Editorial
Copyright ©The Author(s) 2024. Published by Baishideng Publishing Group Inc. All rights reserved.
World J Clin Cases. Feb 26, 2024; 12(6): 1045-1049
Published online Feb 26, 2024. doi: 10.12998/wjcc.v12.i6.1045
Tumor deposits in axillary adipose tissue in patients with breast cancer: Do they matter?
Muhammed Mubarak, Rahma Rashid, Shaheera Shakeel
Muhammed Mubarak, Rahma Rashid, Shaheera Shakeel, Department of Histopathology, Sindh Institute of Urology and Transplantation, Karachi 74200, Sindh, Pakistan
Author contributions: All authors contributed equally to the preparation of this manuscript; Mubarak M conceived the idea; Mubarak M and Rashid R did literature search; Mubarak M wrote the preliminary draft; Mubarak M, Rashid R, and Shakeel S critically reviewed and approved the manuscript.
Conflict-of-interest statement: All authors declare that they have no conflict-of-interest.
Open-Access: This article is an open-access article that was selected by an in-house editor and fully peer-reviewed by external reviewers. It is distributed in accordance with the Creative Commons Attribution NonCommercial (CC BY-NC 4.0) license, which permits others to distribute, remix, adapt, build upon this work non-commercially, and license their derivative works on different terms, provided the original work is properly cited and the use is non-commercial. See: https://creativecommons.org/Licenses/by-nc/4.0/
Corresponding author: Muhammed Mubarak, MD, Professor, Department of Histopathology, Sindh Institute of Urology and Transplantation, Dewan Farooq Medical Complex, Chand Bibi Road, Karachi, Karachi 74200, Sindh, Pakistan. drmubaraksiut@yahoo.com
Received: November 13, 2023
Peer-review started: November 13, 2023
First decision: January 9, 2024
Revised: January 10, 2024
Accepted: January 31, 2024
Article in press: January 31, 2024
Published online: February 26, 2024
Abstract

Tumor deposits (TDs) are defined as discrete, irregular clusters of tumor cells lying in the soft tissue adjacent to but separate from the primary tumor, and are usually found in the lymphatic drainage area of the primary tumor. By definition, no residual lymph node structure should be identified in these tumor masses. At present, TDs are mainly reported in colorectal cancer, with a few reports in gastric cancer. There are very few reports on breast cancer (BC). For TDs, current dominant theories suggest that these are the result of lymph node metastasis of the tumor with complete destruction of the lymph nodes by the tumor tissue. Even some pathologists classify a TD as two lymph node metastases for calculation. Some pathologists also believe that TDs belong to the category of disseminated metastasis. Therefore, regardless of the origin, TDs are an indicator of poor prognosis. Moreover, for BC, sentinel lymph node biopsy is generally used at present. Whether radical axillary lymph node dissection should be adopted for BC with TDs in axillary lymph nodes is still inconclusive. The present commentary of this clinical issue has certain guiding significance. It is aimed to increase the awareness of the scientific community towards this under-recognized problem in BC pathology.

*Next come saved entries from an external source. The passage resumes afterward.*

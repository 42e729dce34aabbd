//! Resolution of free-form wall-clock expressions into absolute timestamps.
//!
//! Provider notices name a bare wall-clock time ("7pm", "3:30pm", "14:00"),
//! optionally with a parenthetical zone. The reset is always the *next*
//! occurrence of that time: a candidate at or before `now` rolls forward by
//! exactly one calendar day. No week or month math; reset windows in this
//! domain are always within 24 hours of being announced.

use crate::error::{Result, WatchError};
use crate::patterns::RE_CLOCK;
use chrono::{DateTime, Days, Local, LocalResult, NaiveDate, TimeZone, Utc};
use chrono_tz::Tz;

/// Resolves a wall-clock expression plus optional zone hint against `now`.
///
/// An unknown or absent zone hint falls back to the host local zone, which
/// is what the provider's message means when it omits one.
pub fn resolve(expr: &str, zone_hint: Option<&str>, now: DateTime<Utc>) -> Result<DateTime<Utc>> {
    let (hour, minute) = parse_clock(expr)?;
    let unresolvable = || WatchError::UnparsableReset(expr.to_string());

    match zone_hint.and_then(|hint| hint.trim().parse::<Tz>().ok()) {
        Some(tz) => {
            let local_now = now.with_timezone(&tz);
            next_occurrence(&tz, hour, minute, &local_now)
                .map(|t| t.with_timezone(&Utc))
                .ok_or_else(unresolvable)
        }
        None => {
            let local_now = now.with_timezone(&Local);
            next_occurrence(&Local, hour, minute, &local_now)
                .map(|t| t.with_timezone(&Utc))
                .ok_or_else(unresolvable)
        }
    }
}

/// Parses "7pm" / "3:30pm" / "14:00" into a 24-hour (hour, minute) pair.
fn parse_clock(expr: &str) -> Result<(u32, u32)> {
    let unparsable = || WatchError::UnparsableReset(expr.to_string());
    let caps = RE_CLOCK.captures(expr).ok_or_else(unparsable)?;

    let mut hour: u32 = caps
        .get(1)
        .and_then(|m| m.as_str().parse().ok())
        .ok_or_else(unparsable)?;
    let minute: u32 = match caps.get(2) {
        Some(m) => m.as_str().parse().map_err(|_| unparsable())?,
        None => 0,
    };
    if minute > 59 {
        return Err(unparsable());
    }

    match caps.get(3).map(|m| m.as_str().to_ascii_lowercase()) {
        Some(meridiem) => {
            if !(1..=12).contains(&hour) {
                return Err(unparsable());
            }
            if meridiem == "pm" && hour != 12 {
                hour += 12;
            } else if meridiem == "am" && hour == 12 {
                hour = 0;
            }
        }
        None => {
            if hour > 23 {
                return Err(unparsable());
            }
        }
    }

    Ok((hour, minute))
}

/// The next instant with the given wall-clock time in `zone`, strictly
/// after `now`.
fn next_occurrence<Z: TimeZone>(
    zone: &Z,
    hour: u32,
    minute: u32,
    now: &DateTime<Z>,
) -> Option<DateTime<Z>> {
    let today = now.date_naive();
    if let Some(candidate) = localize(zone, today, hour, minute) {
        if candidate > *now {
            return Some(candidate);
        }
    }
    let tomorrow = today.checked_add_days(Days::new(1))?;
    localize(zone, tomorrow, hour, minute)
}

fn localize<Z: TimeZone>(zone: &Z, date: NaiveDate, hour: u32, minute: u32) -> Option<DateTime<Z>> {
    let naive = date.and_hms_opt(hour, minute, 0)?;
    match zone.from_local_datetime(&naive) {
        LocalResult::Single(t) => Some(t),
        LocalResult::Ambiguous(earliest, _) => Some(earliest),
        // Wall-clock time skipped by a DST jump; take the hour after the gap.
        LocalResult::None => zone
            .from_local_datetime(&(naive + chrono::Duration::hours(1)))
            .earliest(),
    }
}

#[cfg(test)]
mod tests {
    use super::*;
    use chrono::Timelike;

    fn at(y: i32, mo: u32, d: u32, h: u32, mi: u32) -> DateTime<Utc> {
        Utc.with_ymd_and_hms(y, mo, d, h, mi, 0).unwrap()
    }

    #[test]
    fn seven_pm_before_seven_resolves_today() {
        let now = at(2026, 8, 27, 18, 0);
        let resolved = resolve("7pm", Some("UTC"), now).unwrap();
        assert_eq!(resolved, at(2026, 8, 27, 19, 0));
    }

    #[test]
    fn seven_pm_after_seven_rolls_to_tomorrow() {
        let now = at(2026, 8, 27, 20, 0);
        let resolved = resolve("7pm", Some("UTC"), now).unwrap();
        assert_eq!(resolved, at(2026, 8, 28, 19, 0));
    }

    #[test]
    fn candidate_equal_to_now_rolls_to_tomorrow() {
        let now = at(2026, 8, 27, 19, 0);
        let resolved = resolve("7pm", Some("UTC"), now).unwrap();
        assert_eq!(resolved, at(2026, 8, 28, 19, 0));
    }

    #[test]
    fn minutes_and_24_hour_forms_parse() {
        let now = at(2026, 8, 27, 10, 0);
        assert_eq!(
            resolve("3:30pm", Some("UTC"), now).unwrap(),
            at(2026, 8, 27, 15, 30)
        );
        assert_eq!(
            resolve("14:00", Some("UTC"), now).unwrap(),
            at(2026, 8, 27, 14, 0)
        );
    }

    #[test]
    fn twelve_am_and_pm_follow_clock_convention() {
        let now = at(2026, 8, 27, 1, 0);
        assert_eq!(
            resolve("12pm", Some("UTC"), now).unwrap(),
            at(2026, 8, 27, 12, 0)
        );
        // Midnight has already passed, so 12am is tomorrow.
        assert_eq!(
            resolve("12am", Some("UTC"), now).unwrap(),
            at(2026, 8, 28, 0, 0)
        );
    }

    #[test]
    fn named_zone_hint_is_honored() {
        // 17:28 CDT on 2026-08-27 is 22:28 UTC; 7pm CDT is 00:00 UTC next day.
        let now = at(2026, 8, 27, 22, 28);
        let resolved = resolve("7pm", Some("America/Chicago"), now).unwrap();
        assert_eq!(resolved, at(2026, 8, 28, 0, 0));
    }

    #[test]
    fn unknown_zone_falls_back_to_local() {
        let now = Utc::now();
        let resolved = resolve("7pm", Some("Not/AZone"), now).unwrap();
        assert!(resolved > now);
        assert_eq!(resolved.with_timezone(&Local).hour(), 19);
    }

    #[test]
    fn unrecognized_expressions_fail() {
        let now = at(2026, 8, 27, 10, 0);
        for expr in ["soon", "25:00", "7:75pm", "13pm", ""] {
            assert!(resolve(expr, Some("UTC"), now).is_err(), "{expr:?}");
        }
    }
}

Keywords: Breast cancer, Tumor deposits, Lymph node metastasis, Staging

Core Tip: In this editorial, we comment on a case report by Li et al published in the recent issue of the World Journal of Clinical Cases. According to the authors of this article, the objective of presenting this case was to bring to attention the detection and reporting of tumor deposits (TDs) in breast cancer. TDs are being increasingly detected and reported in many other types of surgically resected cancers, but in this editorial article, we will focus specifically on the significance of TDs in primary breast carcinoma.